**DATASET RECORDS**
/---
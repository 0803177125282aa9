//! Append-only JSON-lines record logs.

use std::path::{Path, PathBuf};

use serde::de::DeserializeOwned;
use serde::Serialize;
use tokio::fs::{self, File, OpenOptions};
use tokio::io::{AsyncBufReadExt, AsyncWriteExt, BufReader};
use tokio::sync::Mutex;

use super::error::StateError;

/// A log file opened in append mode; each record is written and flushed as a
/// single line so concurrent writers never interleave.
#[derive(Debug)]
pub struct JsonlLog {
    path: PathBuf,
    file: Mutex<File>,
}

impl JsonlLog {
    pub async fn open(path: &Path) -> Result<Self, StateError> {
        if let Some(parent) = path.parent().filter(|p| !p.as_os_str().is_empty()) {
            fs::create_dir_all(parent)
                .await
                .map_err(|e| StateError::log(path, e))?;
        }
        let file = OpenOptions::new()
            .create(true)
            .append(true)
            .open(path)
            .await
            .map_err(|e| StateError::log(path, e))?;
        Ok(Self {
            path: path.to_path_buf(),
            file: Mutex::new(file),
        })
    }

    pub fn path(&self) -> &Path {
        &self.path
    }

    pub async fn append<T: Serialize>(&self, record: &T) -> Result<(), StateError> {
        let mut line = serde_json::to_vec(record)?;
        line.push(b'\n');

        let mut file = self.file.lock().await;
        file.write_all(&line)
            .await
            .map_err(|e| StateError::log(&self.path, e))?;
        file.flush().await.map_err(|e| StateError::log(&self.path, e))?;
        Ok(())
    }
}

/// Read every record of a log; a missing file reads as empty.
pub async fn read_all<T: DeserializeOwned>(path: &Path) -> Result<Vec<T>, StateError> {
    let file = match File::open(path).await {
        Ok(file) => file,
        Err(e) if e.kind() == std::io::ErrorKind::NotFound => return Ok(Vec::new()),
        Err(e) => return Err(StateError::log(path, e)),
    };

    let mut lines = BufReader::new(file).lines();
    let mut records = Vec::new();
    while let Some(line) = lines
        .next_line()
        .await
        .map_err(|e| StateError::log(path, e))?
    {
        if line.trim().is_empty() {
            continue;
        }
        records.push(serde_json::from_str(&line)?);
    }
    Ok(records)
}

#[cfg(test)]
mod tests {
    use super::*;
    use crate::state::types::{DeadLetterRecord, ManifestRecord};
    use chrono::Utc;
    use std::sync::Arc;

    fn manifest(asset_id: &str) -> ManifestRecord {
        ManifestRecord {
            asset_id: asset_id.to_string(),
            bucket: "media-archive".to_string(),
            manifest_url: format!("https://cdn.example.com/{}/master.m3u8", asset_id),
            renditions: vec![format!("{}/a_1.mp4", asset_id)],
            completed_at: Utc::now(),
        }
    }

    #[tokio::test]
    async fn test_append_one_line_per_record() {
        let dir = tempfile::tempdir().unwrap();
        let path = dir.path().join("logs").join("manifests.jsonl");
        let log = JsonlLog::open(&path).await.unwrap();

        log.append(&manifest("v1")).await.unwrap();
        log.append(&manifest("v2")).await.unwrap();

        let text = std::fs::read_to_string(&path).unwrap();
        assert_eq!(text.lines().count(), 2);
        let records: Vec<ManifestRecord> = read_all(&path).await.unwrap();
        assert_eq!(records[0].asset_id, "v1");
        assert_eq!(records[1].asset_id, "v2");
    }

    #[tokio::test]
    async fn test_reopen_appends() {
        let dir = tempfile::tempdir().unwrap();
        let path = dir.path().join("dead_letters.jsonl");
        {
            let log = JsonlLog::open(&path).await.unwrap();
            log.append(&DeadLetterRecord::task("v1", "/r/v1/a_1.mp4", 3, "503"))
                .await
                .unwrap();
        }
        let log = JsonlLog::open(&path).await.unwrap();
        log.append(&DeadLetterRecord::asset("v1", "failed", Vec::new()))
            .await
            .unwrap();

        let records: Vec<DeadLetterRecord> = read_all(&path).await.unwrap();
        assert_eq!(records.len(), 2);
    }

    #[tokio::test]
    async fn test_concurrent_appends_do_not_interleave() {
        let dir = tempfile::tempdir().unwrap();
        let path = dir.path().join("manifests.jsonl");
        let log = Arc::new(JsonlLog::open(&path).await.unwrap());

        let mut handles = Vec::new();
        for i in 0..32 {
            let log = log.clone();
            handles.push(tokio::spawn(async move {
                log.append(&manifest(&format!("v{}", i))).await.unwrap();
            }));
        }
        for handle in handles {
            handle.await.unwrap();
        }

        let records: Vec<ManifestRecord> = read_all(&path).await.unwrap();
        assert_eq!(records.len(), 32);
    }

    #[tokio::test]
    async fn test_read_missing_file_is_empty() {
        let dir = tempfile::tempdir().unwrap();
        let records: Vec<ManifestRecord> = read_all(&dir.path().join("none.jsonl")).await.unwrap();
        assert!(records.is_empty());
    }
}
\---
**ASSIGNMENT**
When you reach the end of the data above, set it all down again unchanged.

**WRITTEN RESPONSE**
repository 0803177125282aa9
//! Append-only JSON-lines record logs.

use std::path::{Path, PathBuf};

use serde::de::DeserializeOwned;
use serde::Serialize;
use tokio::fs::{self, File, OpenOptions};
use tokio::io::{AsyncBufReadExt, AsyncWriteExt, BufReader};
use tokio::sync::Mutex;

use super::error::StateError;

/// A log file opened in append mode; each record is written and flushed as a
/// single line so concurrent writers never interleave.
#[derive(Debug)]
pub struct JsonlLog {
    path: PathBuf,
    file: Mutex<File>,
}

impl JsonlLog {
    pub async fn open(path: &Path) -> Result<Self, StateError> {
        if let Some(parent) = path.parent().filter(|p| !p.as_os_str().is_empty()) {
            fs::create_dir_all(parent)
                .await
                .map_err(|e| StateError::log(path, e))?;
        }
        let file = OpenOptions::new()
            .create(true)
            .append(true)
            .open(path)
            .await
            .map_err(|e| StateError::log(path, e))?;
        Ok(Self {
            path: path.to_path_buf(),
            file: Mutex::new(file),
        })
    }

    pub fn path(&self) -> &Path {
        &self.path
    }

    pub async fn append<T: Serialize>(&self, record: &T) -> Result<(), StateError> {
        let mut line = serde_json::to_vec(record)?;
        line.push(b'\n');

        let mut file = self.file.lock().await;
        file.write_all(&line)
            .await
            .map_err(|e| StateError::log(&self.path, e))?;
        file.flush().await.map_err(|e| StateError::log(&self.path, e))?;
        Ok(())
    }
}

/// Read every record of a log; a missing file reads as empty.
pub async fn read_all<T: DeserializeOwned>(path: &Path) -> Result<Vec<T>, StateError> {
    let file = match File::open(path).await {
        Ok(file) => file,
        Err(e) if e.kind() == std::io::ErrorKind::NotFound => return Ok(Vec::new()),
        Err(e) => return Err(StateError::log(path, e)),
    };

    let mut lines = BufReader::new(file).lines();
    let mut records = Vec::new();
    while let Some(line) = lines
        .next_line()
        .await
        .map_err(|e| StateError::log(path, e))?
    {
        if line.trim().is_empty() {
            continue;
        }
        records.push(serde_json::from_str(&line)?);
    }
    Ok(records)
}

#[cfg(test)]
mod tests {
    use super::*;
    use crate::state::types::{DeadLetterRecord, ManifestRecord};
    use chrono::Utc;
    use std::sync::Arc;

    fn manifest(asset_id: &str) -> ManifestRecord {
        ManifestRecord {
            asset_id: asset_id.to_string(),
            bucket: "media-archive".to_string(),
            manifest_url: format!("https://cdn.example.com/{}/master.m3u8", asset_id),
            renditions: vec![format!("{}/a_1.mp4", asset_id)],
            completed_at: Utc::now(),
        }
    }

    #[tokio::test]
    async fn test_append_one_line_per_record() {
        let dir = tempfile::tempdir().unwrap();
        let path = dir.path().join("logs").join("manifests.jsonl");
        let log = JsonlLog::open(&path).await.unwrap();

        log.append(&manifest("v1")).await.unwrap();
        log.append(&manifest("v2")).await.unwrap();

        let text = std::fs::read_to_string(&path).unwrap();
        assert_eq!(text.lines().count(), 2);
        let records: Vec<ManifestRecord> = read_all(&path).await.unwrap();
        assert_eq!(records[0].asset_id, "v1");
        assert_eq!(records[1].asset_id, "v2");
    }

    #[tokio::test]
    async fn test_reopen_appends() {
        let dir = tempfile::tempdir().unwrap();
        let path = dir.path().join("dead_letters.jsonl");
        {
            let log = JsonlLog::open(&path).await.unwrap();
            log.append(&DeadLetterRecord::task("v1", "/r/v1/a_1.mp4", 3, "503"))
                .await
                .unwrap();
        }
        let log = JsonlLog::open(&path).await.unwrap();
        log.append(&DeadLetterRecord::asset("v1", "failed", Vec::new()))
            .await
            .unwrap();

        let records: Vec<DeadLetterRecord> = read_all(&path).await.unwrap();
        assert_eq!(records.len(), 2);
    }

    #[tokio::test]
    async fn test_concurrent_appends_do_not_interleave() {
        let dir = tempfile::tempdir().unwrap();
        let path = dir.path().join("manifests.jsonl");
        let log = Arc::new(JsonlLog::open(&path).await.unwrap());

        let mut handles = Vec::new();
        for i in 0..32 {
            let log = log.clone();
            handles.push(tokio::spawn(async move {
                log.append(&manifest(&format!("v{}", i))).await.unwrap();
            }));
        }
        for handle in handles {
            handle.await.unwrap();
        }

        let records: Vec<ManifestRecord> = read_all(&path).await.unwrap();
        assert_eq!(records.len(), 32);
    }

    #[tokio::test]
    async fn test_read_missing_file_is_empty() {
        let dir = tempfile::tempdir().unwrap();
        let records: Vec<ManifestRecord> = read_all(&dir.path().join("none.jsonl")).await.unwrap();
        assert!(records.is_empty());
    }
}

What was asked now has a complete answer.